BEGIN ENTRIES SUPPLIED

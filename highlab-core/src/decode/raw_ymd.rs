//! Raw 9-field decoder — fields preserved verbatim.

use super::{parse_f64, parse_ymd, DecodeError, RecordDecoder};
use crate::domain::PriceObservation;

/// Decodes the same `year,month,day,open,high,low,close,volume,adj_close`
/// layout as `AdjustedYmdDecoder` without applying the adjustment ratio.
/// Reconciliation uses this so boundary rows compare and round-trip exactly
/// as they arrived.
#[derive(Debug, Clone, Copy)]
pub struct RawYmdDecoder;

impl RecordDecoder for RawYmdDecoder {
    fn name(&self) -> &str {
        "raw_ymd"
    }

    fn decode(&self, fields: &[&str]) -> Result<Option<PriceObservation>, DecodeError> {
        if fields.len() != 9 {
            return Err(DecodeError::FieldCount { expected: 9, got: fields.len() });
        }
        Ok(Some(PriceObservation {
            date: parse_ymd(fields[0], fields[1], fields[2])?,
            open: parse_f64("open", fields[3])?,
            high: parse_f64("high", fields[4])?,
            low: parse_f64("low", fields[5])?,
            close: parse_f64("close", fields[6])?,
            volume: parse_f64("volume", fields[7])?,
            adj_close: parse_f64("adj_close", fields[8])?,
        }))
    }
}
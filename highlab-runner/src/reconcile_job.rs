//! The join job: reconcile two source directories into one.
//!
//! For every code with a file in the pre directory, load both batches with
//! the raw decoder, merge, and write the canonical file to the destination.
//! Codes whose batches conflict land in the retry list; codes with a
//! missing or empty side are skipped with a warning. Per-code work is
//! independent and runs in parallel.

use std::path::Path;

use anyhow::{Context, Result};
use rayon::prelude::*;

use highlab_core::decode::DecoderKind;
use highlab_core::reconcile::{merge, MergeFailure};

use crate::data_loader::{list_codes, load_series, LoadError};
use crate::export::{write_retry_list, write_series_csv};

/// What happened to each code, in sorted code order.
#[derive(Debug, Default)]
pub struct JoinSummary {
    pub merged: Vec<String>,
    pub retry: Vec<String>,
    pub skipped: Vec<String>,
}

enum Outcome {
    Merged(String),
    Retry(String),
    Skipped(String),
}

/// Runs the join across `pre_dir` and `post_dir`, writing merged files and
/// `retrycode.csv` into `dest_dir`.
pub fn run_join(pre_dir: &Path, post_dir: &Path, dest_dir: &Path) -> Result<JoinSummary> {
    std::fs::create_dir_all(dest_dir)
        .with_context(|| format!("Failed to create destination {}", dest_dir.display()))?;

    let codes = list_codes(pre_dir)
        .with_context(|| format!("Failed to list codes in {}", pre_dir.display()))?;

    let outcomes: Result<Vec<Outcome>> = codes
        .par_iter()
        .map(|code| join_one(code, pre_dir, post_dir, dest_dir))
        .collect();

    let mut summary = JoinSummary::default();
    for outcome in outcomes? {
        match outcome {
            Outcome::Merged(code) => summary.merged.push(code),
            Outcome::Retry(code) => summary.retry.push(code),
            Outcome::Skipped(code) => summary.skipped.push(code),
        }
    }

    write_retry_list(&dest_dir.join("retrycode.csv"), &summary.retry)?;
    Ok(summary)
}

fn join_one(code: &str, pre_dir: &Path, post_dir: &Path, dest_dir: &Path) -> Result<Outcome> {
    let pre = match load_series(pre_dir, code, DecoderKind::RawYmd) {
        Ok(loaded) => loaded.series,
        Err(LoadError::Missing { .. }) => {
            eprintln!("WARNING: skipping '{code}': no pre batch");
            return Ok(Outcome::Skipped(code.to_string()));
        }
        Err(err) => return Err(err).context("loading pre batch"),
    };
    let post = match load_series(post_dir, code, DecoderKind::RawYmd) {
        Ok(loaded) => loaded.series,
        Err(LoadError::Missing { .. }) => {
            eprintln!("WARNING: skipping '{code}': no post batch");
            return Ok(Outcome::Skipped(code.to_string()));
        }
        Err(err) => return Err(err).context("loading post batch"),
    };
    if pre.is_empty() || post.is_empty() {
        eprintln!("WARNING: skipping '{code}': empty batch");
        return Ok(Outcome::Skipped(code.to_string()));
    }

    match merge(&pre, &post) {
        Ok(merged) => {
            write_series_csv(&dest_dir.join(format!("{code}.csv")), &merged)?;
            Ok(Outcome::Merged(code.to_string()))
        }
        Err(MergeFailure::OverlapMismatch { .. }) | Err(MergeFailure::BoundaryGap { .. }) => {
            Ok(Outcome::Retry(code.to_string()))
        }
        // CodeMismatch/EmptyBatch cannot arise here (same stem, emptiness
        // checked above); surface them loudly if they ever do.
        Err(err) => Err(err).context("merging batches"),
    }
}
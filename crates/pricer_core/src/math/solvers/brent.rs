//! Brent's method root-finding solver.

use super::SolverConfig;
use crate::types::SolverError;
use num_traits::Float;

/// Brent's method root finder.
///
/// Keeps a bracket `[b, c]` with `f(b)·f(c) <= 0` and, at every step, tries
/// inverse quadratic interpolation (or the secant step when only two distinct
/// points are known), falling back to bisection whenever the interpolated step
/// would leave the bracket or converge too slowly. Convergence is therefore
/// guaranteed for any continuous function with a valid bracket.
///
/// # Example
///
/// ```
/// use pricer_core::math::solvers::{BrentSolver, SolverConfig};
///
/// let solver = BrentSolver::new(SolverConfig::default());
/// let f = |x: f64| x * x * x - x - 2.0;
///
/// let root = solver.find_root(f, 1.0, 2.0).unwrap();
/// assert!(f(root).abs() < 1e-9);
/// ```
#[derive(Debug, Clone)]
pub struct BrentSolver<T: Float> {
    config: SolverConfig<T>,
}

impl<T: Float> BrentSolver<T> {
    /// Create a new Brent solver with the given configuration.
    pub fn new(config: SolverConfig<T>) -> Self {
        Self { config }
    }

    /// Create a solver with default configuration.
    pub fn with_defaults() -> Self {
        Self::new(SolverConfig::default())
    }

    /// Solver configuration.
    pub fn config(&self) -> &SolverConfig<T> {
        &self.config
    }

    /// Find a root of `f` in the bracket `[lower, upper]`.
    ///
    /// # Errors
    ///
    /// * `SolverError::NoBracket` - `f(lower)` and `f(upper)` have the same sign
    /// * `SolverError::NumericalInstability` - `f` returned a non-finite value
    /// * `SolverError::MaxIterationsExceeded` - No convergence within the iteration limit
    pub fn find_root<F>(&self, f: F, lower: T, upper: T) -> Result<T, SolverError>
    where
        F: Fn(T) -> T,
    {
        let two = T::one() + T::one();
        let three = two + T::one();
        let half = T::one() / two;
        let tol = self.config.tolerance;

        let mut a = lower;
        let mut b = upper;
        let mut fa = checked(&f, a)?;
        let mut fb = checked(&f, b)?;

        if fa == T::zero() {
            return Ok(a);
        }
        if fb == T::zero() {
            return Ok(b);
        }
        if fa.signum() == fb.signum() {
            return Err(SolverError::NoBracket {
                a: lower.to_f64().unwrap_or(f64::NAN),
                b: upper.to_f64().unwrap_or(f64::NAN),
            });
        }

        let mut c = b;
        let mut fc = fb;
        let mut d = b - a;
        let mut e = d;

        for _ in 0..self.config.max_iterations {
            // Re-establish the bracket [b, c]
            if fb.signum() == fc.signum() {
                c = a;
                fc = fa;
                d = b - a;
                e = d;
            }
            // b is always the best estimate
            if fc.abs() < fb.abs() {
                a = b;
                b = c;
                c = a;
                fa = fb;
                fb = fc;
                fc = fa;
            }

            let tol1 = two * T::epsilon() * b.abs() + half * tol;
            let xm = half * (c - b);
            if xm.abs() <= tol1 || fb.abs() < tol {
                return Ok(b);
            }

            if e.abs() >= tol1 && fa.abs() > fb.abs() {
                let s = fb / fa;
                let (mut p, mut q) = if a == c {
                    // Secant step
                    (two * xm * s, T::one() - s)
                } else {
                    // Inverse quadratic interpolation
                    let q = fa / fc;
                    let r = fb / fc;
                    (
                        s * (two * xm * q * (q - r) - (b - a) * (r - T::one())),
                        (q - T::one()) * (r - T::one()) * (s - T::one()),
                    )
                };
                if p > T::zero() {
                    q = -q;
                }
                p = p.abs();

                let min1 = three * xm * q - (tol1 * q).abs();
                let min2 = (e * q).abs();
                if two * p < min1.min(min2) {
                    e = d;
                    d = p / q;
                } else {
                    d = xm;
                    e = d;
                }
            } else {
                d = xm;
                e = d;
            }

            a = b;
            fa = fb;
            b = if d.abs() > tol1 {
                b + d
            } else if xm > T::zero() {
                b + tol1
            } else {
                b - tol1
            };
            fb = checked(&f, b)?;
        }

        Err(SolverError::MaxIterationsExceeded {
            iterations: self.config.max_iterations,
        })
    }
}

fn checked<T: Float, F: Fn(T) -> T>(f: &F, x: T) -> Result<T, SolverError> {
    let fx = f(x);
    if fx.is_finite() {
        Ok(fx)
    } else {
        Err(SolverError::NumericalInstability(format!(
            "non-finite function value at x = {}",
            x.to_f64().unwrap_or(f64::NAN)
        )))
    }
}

END ENTRIES SUPPLIED

PROBLEM DESCRIPTION >> Would you please copy each line of the listing that contains the word "Float"?

TASK OUTPUT >>
use num_traits::Float;
pub struct BrentSolver<T: Float> {
impl<T: Float> BrentSolver<T> {
fn checked<T: Float, F: Fn(T) -> T>(f: &F, x: T) -> Result<T, SolverError> {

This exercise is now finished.